International Animal Rescue (IAR), which discovered the orangutan in the devastated field, described her as “lost, malnourished, and abandoned to die.” Her house was demolished, most likely to make room for palm oil plants.
“Thankfully, our crew arrived just in time and was able to translocate this orangutan to safety,” IAR added.
Unfortunately, as this moving graphic illustrates, the expanding palm oil business in Borneo and Sumatra comes at a high price. Thousands of acres of forest have been cleared to make room for new plantations, leaving orangutans without a safe haven. Some die of malnutrition or coming too close to humans, while others perish in the ensuing forest fires. The two orangutan species are currently classified as endangered and critically endangered, respectively.

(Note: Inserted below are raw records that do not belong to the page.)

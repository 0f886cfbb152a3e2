//! mf-project: project file format, validation and model compilation.

pub mod compile;
pub mod migrate;
pub mod schema;
pub mod validate;

pub use compile::{compile_group, compile_project};
pub use migrate::{LATEST_VERSION, migrate_to_latest};
pub use schema::*;
pub use validate::{ValidationError, validate_project};

use mf_solver::SolverError;
use mf_system::SystemError;

pub type ProjectResult<T> = Result<T, ProjectError>;

#[derive(thiserror::Error, Debug)]
pub enum ProjectError {
    #[error("Validation error: {0}")]
    Validation(#[from] ValidationError),

    #[error("Migration error: {what}")]
    Migration { what: String },

    #[error("I/O error: {0}")]
    Io(#[from] std::io::Error),

    #[error("YAML error: {0}")]
    Yaml(#[from] serde_yaml::Error),

    #[error("JSON error: {0}")]
    Json(#[from] serde_json::Error),

    #[error("Model error: {0}")]
    System(#[from] SystemError),

    #[error("Model error: {0}")]
    Solver(#[from] SolverError),
}

fn finish_load(project: Project) -> ProjectResult<Project> {
    let project = migrate_to_latest(project)?;
    validate_project(&project)?;
    Ok(project)
}

pub fn load_yaml_str(content: &str) -> ProjectResult<Project> {
    finish_load(serde_yaml::from_str(content)?)
}

pub fn load_yaml(path: &std::path::Path) -> ProjectResult<Project> {
    let content = std::fs::read_to_string(path)?;
    load_yaml_str(&content)
}

pub fn save_yaml(path: &std::path::Path, project: &Project) -> ProjectResult<()> {
    validate_project(project)?;
    let content = serde_yaml::to_string(project)?;
    std::fs::write(path, content)?;
    Ok(())
}

pub fn load_json(path: &std::path::Path) -> ProjectResult<Project> {
    let content = std::fs::read_to_string(path)?;
    finish_load(serde_json::from_str(&content)?)
}

pub fn save_json(path: &std::path::Path, project: &Project) -> ProjectResult<()> {
    validate_project(project)?;
    let content = serde_json::to_string_pretty(project)?;
    std::fs::write(path, content)?;
    Ok(())
}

“In West Kalimantan [in Borneo], we are the last and only chance for orangutans, and the rainforest is being destroyed at an alarming rate,” IAR added. “We’re busier than ever before, feverishly trying to save what little forest there is.”
Losing a home is traumatic for any animal, but it’s even more so when it’s one of your last safe-havens.
IAR is working hard to offer the medical treatment and care that orangutans who survive the destruction of their habitats require so that they can live out their lives in peace and safety.